Evidence regarding the impact of air pollution on acute respiratory distress syndrome (ARDS) is limited, and most studies focus on ARDS onset. Our study aimed to evaluate whether exposure to fine particulate matter interferes with lung recovery and remodeling in a murine model of acute lung injury. Forty-eight mice received nebulized LPS or the vehicle (controls). Blood, BALF, lungs and spleen were collected after 5 weeks of exposure to either PM_2.5 (PM and LPS + PM group) or filtered air (control and LPS5w groups). Inflammatory cells and cytokines were assessed in the blood, BALF, lungs and spleen. Stereological analyses and remodeling assessments were performed by histology. The LPS + PM group showed increased BALF leukocytes, characterized by increased macrophages, increased IL-1β and IL-6 levels, anemia and thrombocytopenia. Moreover, we also observed septal thickening, decreased alveolar air space total volume and, septa surface density. Finally, regarding tissue remodeling, we observed elastosis of the lung parenchyma, and unlike in the LPS5w group, we did not observe fibrosis in the LPS + PM group. In conclusion, the delayed inflammation resolution due to subchronic exposure to PM_2.5 could be influenced by low systemic and local lymphocyte counts, which lead to impaired lung injury recovery and tissue remodeling.

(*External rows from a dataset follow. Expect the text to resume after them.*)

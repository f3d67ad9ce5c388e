//! Route Handlers
//!
//! One module per endpoint. Every handler follows the same sequence: count
//! the request against the route quota, validate input, then serve from the
//! cache or do the route's single unit of work.
//!
//! # Endpoints
//! - `GET /api/password` - Password generator
//! - `GET /api/colors` - Color palette generator
//! - `GET /api/shorten` - URL shortener
//! - `GET /api/quotes` - Quotes (quotable.io, canned fallback)
//! - `GET /api/meme` - Memes (reddit, canned fallback)
//! - `GET /api/crypto` - Cryptocurrency prices (CoinGecko)
//! - `GET /api/weather` - Current weather (OpenWeatherMap or wttr.in)
//! - `POST /api/ai/chat` - Rule-based chat replies
//! - `GET /api/youtube` - YouTube metadata and demo download link
//! - `GET /api/qr` - QR code generator (PNG data URL or SVG)
//! - `GET /api/news` - BBC headlines by category
//! - `GET /api/search` - DuckDuckGo instant answers

pub mod chat;
pub mod colors;
pub mod crypto;
pub mod meme;
pub mod news;
pub mod password;
pub mod qr;
pub mod quotes;
pub mod search;
pub mod shorten;
pub mod weather;
pub mod youtube;

use axum::{
    extract::{
        rejection::{JsonRejection, QueryRejection},
        Query,
    },
    Json,
};
use tracing::debug;

use crate::error::{ApiError, Result};

/// Unwraps extracted query parameters, turning a malformed query string
/// into a 400. The extractor's own text stays in the log.
pub(crate) fn query_params<T>(query: std::result::Result<Query<T>, QueryRejection>) -> Result<T> {
    query.map(|Query(params)| params).map_err(|rejection| {
        debug!(detail = %rejection.body_text(), "Rejected query string");
        ApiError::validation("Invalid query parameters")
    })
}

/// Unwraps an extracted JSON body with a fixed message per rejection kind.
pub(crate) fn json_body<T>(body: std::result::Result<Json<T>, JsonRejection>) -> Result<T> {
    body.map(|Json(value)| value).map_err(|rejection| {
        debug!(detail = %rejection.body_text(), "Rejected JSON body");
        let message = match rejection {
            JsonRejection::MissingJsonContentType(_) => "Content-Type must be application/json",
            JsonRejection::JsonSyntaxError(_) => "Request body must be valid JSON",
            JsonRejection::JsonDataError(_) => "Request body has the wrong shape",
            _ => "Invalid request body",
        };
        ApiError::validation(message)
    })
}

#[cfg(test)]
mod tests {
    use super::*;
    use axum::{
        body::Body,
        extract::FromRequest,
        http::{header, Request},
    };
    use serde::Deserialize;

    #[derive(Debug, Deserialize)]
    struct Sample {
        #[allow(dead_code)]
        name: Option<String>,
    }

    fn json_request(content_type: &str, body: &'static str) -> Request<Body> {
        Request::builder()
            .method("POST")
            .uri("/")
            .header(header::CONTENT_TYPE, content_type)
            .body(Body::from(body))
            .unwrap()
    }

    #[tokio::test]
    async fn test_json_body_hides_deserializer_detail() {
        let extracted =
            Json::<Sample>::from_request(json_request("application/json", r#"{"name": 5}"#), &()).await;

        let err = json_body(extracted).unwrap_err();
        assert_eq!(err.to_string(), "Request body has the wrong shape");
    }

    #[tokio::test]
    async fn test_json_body_names_the_rejection_kind() {
        let syntax =
            Json::<Sample>::from_request(json_request("application/json", "{not json"), &()).await;
        assert_eq!(json_body(syntax).unwrap_err().to_string(), "Request body must be valid JSON");

        let content_type =
            Json::<Sample>::from_request(json_request("text/plain", "{}"), &()).await;
        assert_eq!(
            json_body(content_type).unwrap_err().to_string(),
            "Content-Type must be application/json"
        );
    }

    #[tokio::test]
    async fn test_query_params_hides_deserializer_detail() {
        #[derive(Debug, Deserialize)]
        struct Numeric {
            #[allow(dead_code)]
            n: u32,
        }
        let uri: axum::http::Uri = "/?n=abc".parse().unwrap();
        let err = query_params(Query::<Numeric>::try_from_uri(&uri)).unwrap_err();

        assert_eq!(err.to_string(), "Invalid query parameters");
    }
}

关于空气污染对急性呼吸窘迫综合征 (ARDS) 影响的证据有限，大多数研究都集中在 ARDS 发病上。我们的研究旨在评估暴露于细颗粒物是否会干扰急性肺损伤小鼠模型中的肺恢复和重塑。四十八只小鼠接受雾化的 LPS 或载体（对照）。暴露于 PM _2.5 5 周后收集血液、BALF、肺和脾脏（PM 和 LPS + PM 组）或过滤空气（控制和 LPS5w 组）。在血液、BALF、肺和脾中评估炎症细胞和细胞因子。通过组织学进行体视学分析和重塑评估。LPS+PM组BALF白细胞增多，表现为巨噬细胞增多，IL-1β和IL-6水平升高，贫血和血小板减少。此外，我们还观察到间隔增厚、肺泡空气空间总体积和间隔表面密度降低。最后，关于组织重塑，我们观察到肺实质的弹性组织增生，与 LPS5w 组不同，我们没有在 LPS + PM 组中观察到纤维化。总之，亚慢性暴露于 PM _2.5导致炎症消退延迟 可能受到全身和局部淋巴细胞计数低的影响，导致肺损伤恢复和组织重塑受损。